Authored by Daniel Lang via SHTFplan.com,
It’s hard to appreciate the effect ISIS has had on ordinary Iraqis and Syrians who wanted nothing to do with the terror group.
There are cities in these countries that have been ruled by these monsters for several years. Monsters whose cruelty and depravity knows no bounds. Most people in the West can’t imagine what that must be like, because the vast majority of us have never lived under those conditions.
So what does happens to people who have been living under ISIS for so long?
Well, try to imagine what you would do if a bunch of lunatics had been running your community for several years. Imagine if they had cut you off from the outside world, tortured and killed family members and neighbors, sold female relatives into sexual slavery, and indoctrinated your children.
Some people manage to move on with their lives after those conditions pass. Others do not. In Iraq for instance, there are now vigilante groups that have risen in the wake of the Islamic State’s collapse, and they’re targeting members of ISIS, as well as their families.

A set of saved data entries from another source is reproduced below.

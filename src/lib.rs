//! ## Design
//!
//! * a CHIP-8 interpreter as an embeddable state machine: the host owns a
//!   `Chip8Interpreter` and calls `step`, `tick` and `set_keys` on it
//! * SUPER-CHIP style flag registers (FX75/FX85) that the host can persist
//! * no wall-clock inside the interpreter; timers only move on `tick`, so a
//!   run is replayable from (program, seed, flags, call sequence)
//! * nothing panics or aborts on a bad program; every failure is an `Error`
//!   with a small integer code
//! * display, input and sound are traits so the host can plug alternatives;
//!   the binary uses a TUI terminal, the keyboard and the PC speaker
//!
//! Model
//!
//! Host
//!  |-- display, input, sound, config
//!  |-- interpreter(program, seed, flags)
//!  |    |-- memory, registers, stack, timers
//!  |    |-- framebuffer + dirty bit, flag store + dirty bit
//!  |    `-- key latch, rng
//!  `-- main loop (see `host`)
pub mod config;
pub mod display;
pub mod error;
pub mod flags;
pub mod host;
pub mod input;
pub mod instruction;
pub mod interpreter;
pub mod memory;
pub mod rng;
pub mod sound;
pub mod stack;
pub mod timer;

pub use error::{error_name, Error, HostError};
pub use interpreter::{context_size, Chip8Interpreter};
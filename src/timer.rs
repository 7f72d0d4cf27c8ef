/// The delay and sound timers. Neither knows about wall-clock time: they only
/// move when something calls `tick`, nominally at 60Hz.
#[derive(Clone, Debug, Default, PartialEq, Eq)]
pub struct Timers {
    pub delay: u8,
    pub sound: u8,
}

impl Timers {
    /// count both timers down by one, stopping at zero
    pub fn tick(&mut self) {
        self.delay = self.delay.saturating_sub(1);
        self.sound = self.sound.saturating_sub(1);
    }

    /// true while the speaker should be sounding
    pub fn is_sounding(&self) -> bool {
        self.sound > 0
    }
}

#[cfg(test)]
mod tests {
    use super::*;

    #[test]
    fn test_tick_floors_at_zero() {
        let mut t = Timers { delay: 2, sound: 0 };
        t.tick();
        assert_eq!(t, Timers { delay: 1, sound: 0 });
        t.tick();
        t.tick();
        assert_eq!(t, Timers { delay: 0, sound: 0 });
    }

    #[test]
    fn test_timers_independent() {
        let mut t = Timers { delay: 5, sound: 1 };
        assert!(t.is_sounding());
        t.tick();
        assert_eq!(t.delay, 4);
        assert_eq!(t.sound, 0);
        assert!(!t.is_sounding());
    }
}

Eleven suspected jihadists who were recently found blindfolded, bound and shot to death on the side of the road 20 miles south of Mosul are some of the victims of the group, which on its Facebook page tells supporters to ‘burn’ the families and homes of ISIS members.
The vigilante group, which has dubbed themselves the Hammam al-Alil Revolution, created a Facebook group to launch revenge on ISIS members in May. It now has 650 members.
‘Soon we will start our operation, we are now locating Deash families,’ read the first post on the page from May 28. ‘We will make them regret joining. Good luck everyone,’ it signs off.
This is what happens when law and order breaks down. People don’t just mete out justice. They are free to go on bloody rampages.
‘Today we targeted Mohammad Atrash, we threw two grenades and attacked the family with gunfire, as they did to us,’ the post said.
The Facebook page posts the addresses of dead and imprisoned ISIS fighters, encouraging its members to go after them and their families.
The group told its followers last month to ‘burn them and their families’.
One member of the group told The Telegraph that it was carrying out attacks as revenge after his cousin was killed by ISIS militants.
The man, only identified as Omar, said: ‘It’s a reciprocity. They hurt my family, now we will hurt theirs.’
So these people, who have had their families shattered by ISIS, are now doing the same thing to the noncombatant families of ISIS fighters. It reminds me of a famous quote from Friedrich Nietzsche. “Whoever fights monsters should see to it that in the process he does not become a monster.”